Mansi Jain, vice president and general manager of live commerce platform Roposo, told Mint last week that the company has been watching the crypto space with interest as well. On October 6, homegrown Biconomy became the first Indian company to list a token on Coinlist, one of the most trusted token listing sources online.
Unlike Chingari or BollyCoin, Biconomy’s token, BICO, is meant to power the company’s growing network.
Biconomy is a transaction platform that simplifies transactions across different blockchains and helps other developers simplify onboarding experiences. On its own, the company would have to host the entire computing power required for processing these transactions by itself. It’s launching the token in order to help scale the backend faster.
“Our token is going to be a work and governance token, where different stakeholders who can stake Biconomy tokens as a security and relay all the transactions and get fees on top of it. It also helps governance aspects of the network,” said Aniket Jindal, founder of Biconomy. “It helps us scale further by getting different stakeholders involved in the network.
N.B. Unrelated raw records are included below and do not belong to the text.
use chrono::{DateTime, NaiveDate, Utc};
use serde::{Deserialize, Serialize};
use uuid::Uuid;

use super::value_objects::{AssignmentStatus, BillingRate, Hours, ProjectName, ProjectStatus};

// Project - belongs to exactly one client
#[derive(Debug, Clone, PartialEq, Serialize, Deserialize)]
pub struct Project {
  pub id: Uuid,
  pub client_id: Uuid,
  pub project_name: ProjectName,
  pub start_date: NaiveDate,
  pub end_date: NaiveDate,
  pub status: ProjectStatus,
  pub created_at: DateTime<Utc>,
  pub updated_at: DateTime<Utc>,
}

impl Project {
  pub fn new(
    client_id: Uuid,
    project_name: ProjectName,
    start_date: NaiveDate,
    end_date: NaiveDate,
  ) -> Self {
    let now = Utc::now();
    Self {
      id: Uuid::new_v4(),
      client_id,
      project_name,
      start_date,
      end_date,
      status: ProjectStatus::Active,
      created_at: now,
      updated_at: now,
    }
  }

  pub fn set_status(&mut self, status: ProjectStatus) {
    self.status = status;
    self.updated_at = Utc::now();
  }
}

// Assignment - links an employee to a project and carries the billing rate
#[derive(Debug, Clone, PartialEq, Serialize, Deserialize)]
pub struct Assignment {
  pub id: Uuid,
  pub employee_id: Uuid,
  pub project_id: Uuid,
  pub start_date: NaiveDate,
  pub end_date: NaiveDate,
  pub hourly_rate: BillingRate,
  pub status: AssignmentStatus,
  pub created_at: DateTime<Utc>,
  pub updated_at: DateTime<Utc>,
}

impl Assignment {
  pub fn new(
    employee_id: Uuid,
    project_id: Uuid,
    start_date: NaiveDate,
    end_date: NaiveDate,
    hourly_rate: BillingRate,
  ) -> Self {
    let now = Utc::now();
    Self {
      id: Uuid::new_v4(),
      employee_id,
      project_id,
      start_date,
      end_date,
      hourly_rate,
      status: AssignmentStatus::Active,
      created_at: now,
      updated_at: now,
    }
  }

  pub fn complete(&mut self) {
    self.status = AssignmentStatus::Completed;
    self.updated_at = Utc::now();
  }

  pub fn is_active(&self) -> bool {
    self.status == AssignmentStatus::Active
  }
}

// Time Entry - immutable once created; invoicing snapshots it at generation time
#[derive(Debug, Clone, PartialEq, Serialize, Deserialize)]
pub struct TimeEntry {
  pub id: Uuid,
  pub employee_id: Uuid,
  pub project_id: Uuid,
  pub entry_date: NaiveDate,
  pub hours: Hours,
  pub created_at: DateTime<Utc>,
}

impl TimeEntry {
  pub fn new(employee_id: Uuid, project_id: Uuid, entry_date: NaiveDate, hours: Hours) -> Self {
    Self {
      id: Uuid::new_v4(),
      employee_id,
      project_id,
      entry_date,
      hours,
      created_at: Utc::now(),
    }
  }
}

#[cfg(test)]
mod tests {
  use super::*;
  use rust_decimal_macros::dec;

  #[test]
  fn test_project_starts_active() {
    let project = Project::new(
      Uuid::new_v4(),
      ProjectName::new("Platform Rebuild".to_string()).unwrap(),
      NaiveDate::from_ymd_opt(2026, 1, 1).unwrap(),
      NaiveDate::from_ymd_opt(2026, 6, 30).unwrap(),
    );
    assert_eq!(project.status, ProjectStatus::Active);
  }

  #[test]
  fn test_assignment_complete() {
    let mut assignment = Assignment::new(
      Uuid::new_v4(),
      Uuid::new_v4(),
      NaiveDate::from_ymd_opt(2026, 1, 1).unwrap(),
      NaiveDate::from_ymd_opt(2026, 6, 30).unwrap(),
      BillingRate::new(dec!(200)).unwrap(),
    );
    assert!(assignment.is_active());
    assignment.complete();
    assert!(!assignment.is_active());
    assert_eq!(assignment.status, AssignmentStatus::Completed);
  }

  #[test]
  fn test_time_entry_creation() {
    let entry = TimeEntry::new(
      Uuid::new_v4(),
      Uuid::new_v4(),
      NaiveDate::from_ymd_opt(2026, 6, 15).unwrap(),
      Hours::new(dec!(7.5)).unwrap(),
    );
    assert_eq!(entry.hours.value(), dec!(7.5));
  }
}
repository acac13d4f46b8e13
pub mod config;
pub mod email;
pub mod persistence;
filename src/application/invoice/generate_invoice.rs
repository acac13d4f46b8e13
use chrono::{DateTime, NaiveDate, Utc};
use rust_decimal::Decimal;
use serde::{Deserialize, Serialize};
use std::str::FromStr;
use std::sync::Arc;
use uuid::Uuid;

use crate::domain::invoice::{Currency, InvoiceError, InvoiceService};

#[derive(Debug, Deserialize)]
pub struct GenerateInvoiceCommand {
  pub client_id: Uuid,
  pub period_start: NaiveDate,
  pub period_end: NaiveDate,
  pub due_date: NaiveDate,
  pub currency: String,
}

#[derive(Debug, Serialize)]
pub struct GenerateInvoiceResponse {
  pub invoice_id: Uuid,
  pub invoice_number: String,
  pub total_amount: Decimal,
  pub currency: String,
  pub status: String,
  pub line_item_count: usize,
  pub created_at: DateTime<Utc>,
}

pub struct GenerateInvoiceUseCase {
  invoice_service: Arc<InvoiceService>,
}

impl GenerateInvoiceUseCase {
  pub fn new(invoice_service: Arc<InvoiceService>) -> Self {
    Self { invoice_service }
  }

  pub async fn execute(
    &self,
    command: GenerateInvoiceCommand,
  ) -> Result<GenerateInvoiceResponse, InvoiceError> {
    let currency = Currency::from_str(&command.currency)?;

    let (invoice, line_items) = self
      .invoice_service
      .generate_invoice(
        command.client_id,
        command.period_start,
        command.period_end,
        command.due_date,
        currency,
      )
      .await?;

    Ok(GenerateInvoiceResponse {
      invoice_id: invoice.id,
      invoice_number: invoice.invoice_number.into_inner(),
      total_amount: invoice.total_amount.amount,
      currency: invoice.total_amount.currency.as_str().to_string(),
      status: invoice.status.as_str().to_string(),
      line_item_count: line_items.len(),
      created_at: invoice.created_at,
    })
  }
}
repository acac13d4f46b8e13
pub mod request_id;

pub use request_id::{RequestId, RequestIdExt, RequestIdMiddleware};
It gives the power back to the community by involving more of them on the network,” said Aniket Jindal.
Similarly, a six-month old startup from India is building a mechanism that uses crypto tokens to measure customer loyalty. The company, whose founder asked for the firm and himself not to be named because it’s at an early development stage, said it is already working with creators overseas. The company provides a software-as-a-service, which allows influencers to gauge loyalty of their followers and create premium content specifically for them.
“The best tokens are the ones that have no financial value attached to them,” the founder quoted above said. Followers won’t be able to trade their tokens on an exchange, but they will be able to access premium content using them.
That said, not many understand that crypto tokens should not be viewed in isolation -- they are integral to the operation of a blockchain platform, which is the technology that powers cryptocurrencies. For example, the ETH token powers the Ethereum platform, and is used to reward those who help build the Ethereum community worldwide.
But not everything about crypto is rosy. Other than the regulatory uncertainty around cryptocurrencies in countries like India, Lathia cautioned that a lot of the new crypto tokens being launched today will also fail in the long run.
For instance, the Chingari whitepaper says that the company’s new $GARI tokens will be used for e-tailing, which is the direct buying of goods from a creator’s videos or profile. “You’re using it as a medium of exchange, which is completely illegal in India. You can use it as a utility token, which is like cashbacks or Starbucks points, but using it as a medium of exchange isn’t being done even by (platforms like) Twitter,” Lathia explained.
“Most companies that are talking to us are looking to raise money through tokens. That’s the reality. They want to raise some millions with these tokens and then figure out what to do with them,” he said, cautioning, “They’re going to sell a bunch of tokens, and eventually retail investors are going to pay the price for it."